For the first time since the outbreak of the separatist movement in 1989, these representative dailies published in Srinagar are referring to the militants as ‘terrorists.’
This is in total contrast to 1990-2018 when the local media would routinely glorify violence, call the militants as ‘mujahids’, ‘freedom fighters’ and ‘rebels’ and hide and condone their acts of terror against the helpless civilians. Spreading hatred against India, discrediting the country’s systems and institutions and demonising the Police and security forces was sustained as a routine with the permission of the successive governments in J&K for about 20 years.
In the fast changing media scenario, most of the journalists promoting the Pakistani narrative have either lost their jobs or muted themselves for fear of registration of criminal cases against them. One of this tribe, Asif Sultan, has been arrested and booked for ‘sheltering terrorists’ at his home in Batmaloo, Srinagar, where a head constable was killed by the terrorists while fleeing from his place. Editor of ‘Kashmir Wallah’ Fahad Shah has been arrested and booked under the provisions of Unlawful Activities (Prevention) Act. Two more cases under UAPA have been filed against journalists Gowhar Geelani and Masrat Zehra.
While Geelani, the most vociferous and articulate campaigner of the separatist’ narrative in the social media, has not been seen anywhere since March this year, Zehra was neither arrested nor stopped from proceeding to Germany and the USA on some fellowships in 2020-22. She, as well as all others, who seemed to be a part of a synchronised anti-India campaign, have muted themselves on social media. Of late, photojournalist Sana Irshad Mattoo was not allowed to fly to New York to receive her Pulitzer award. She registered a mild protest on Twitter.

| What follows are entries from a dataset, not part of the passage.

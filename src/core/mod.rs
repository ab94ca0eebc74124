//! Platform-independent behavior behind the native bridge.

/// Diagnostic greeting handed back by `NativeBridge.stringFromJNI`.
pub const NATIVE_GREETING: &str = "Hello from native C++";

/// Library version, reported in the load-time log line.
pub const VERSION: &str = env!("CARGO_PKG_VERSION");

/// Returns the diagnostic greeting marshalled across the JNI boundary.
///
/// No side effects, never fails, safe to call from any thread the host
/// runtime uses.
pub fn native_greeting() -> &'static str {
    NATIVE_GREETING
}
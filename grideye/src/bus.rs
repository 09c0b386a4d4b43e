// SPDX-License-Identifier: Apache-2.0
// Copyright © 2021 Will Ross
use embedded_hal::blocking::i2c;

/// Single-byte register access on a device.
///
/// This is the only capability the driver needs from the hardware. It is implemented for every
/// [`embedded-hal`][embedded_hal::blocking::i2c] I²C bus that implements both `Write` and
/// `WriteRead` with the same error type, so most users will never implement it themselves. Both
/// methods block until the transfer completes, or until the bus implementation gives up.
pub trait RegisterBus {
    type Error;

    /// Write `value` to the register at `register` on the device at `device_address`.
    fn write_register(
        &mut self,
        device_address: u8,
        register: u8,
        value: u8,
    ) -> Result<(), Self::Error>;

    /// Read the value of the register at `register` on the device at `device_address`.
    fn read_register(&mut self, device_address: u8, register: u8) -> Result<u8, Self::Error>;
}

impl<I2C, E> RegisterBus for I2C
where
    I2C: i2c::Write<Error = E> + i2c::WriteRead<Error = E>,
{
    type Error = E;

    fn write_register(
        &mut self,
        device_address: u8,
        register: u8,
        value: u8,
    ) -> Result<(), Self::Error> {
        self.write(device_address, &[register, value])
    }

    fn read_register(&mut self, device_address: u8, register: u8) -> Result<u8, Self::Error> {
        let mut value = [0u8; 1];
        self.write_read(device_address, &[register], &mut value)?;
        Ok(value[0])
    }
}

In January 2018, the UT Government succeeded to wind up the Kashmir Press Club (KPC) after a confrontation of a motley group of the mediapersons, seen to be close to the Government, with the larger group of the journalists who called the shots. KPC had been selectively issuing statements, condemning the alleged excesses by the State but ignoring the threats and hit lists issued by the militants against the independent and ‘pro-Indian’ journalists.
This brand of the mediapersons has been lying low after closure of KPC for fear of ‘harassment’ as a number of them were called and questioned about their work at the local Police Stations.
In the last 33 years, there have been innumerable attacks on the Press and mediapersons in Jammu and Kashmir. Of the 20 major fatal attacks, at least 15 are widely believed to have been planned and executed by the militants of different organisations. These include the assassinations of Director DDK Srinagar Lassa Kaul, J&K Information Department officers Syed Ghulam Nabi and PN Handoo, editor ‘Al-Safa News’ Mohammad Shaban Vakil, editor FANA Parvaz Mohammad Sultan, DD’s reporter Syedain Shafi, Hindustan Times photojournalist Pradeep Bhatia, Daily Excelsior’s chief photographer Ashok Sodhi and prominent journalist and editor of Rising Kashmir Shujaat Bukhari.
With these attacks and assassinations haunting the Press fraternity, and all the media activist bodies—Editors Guild of India, Press Club of India, Committee to Protect Journalists and Reporters Sans Frontieres—remaining silent on the issue, the Kashmiri journalists are further demoralised.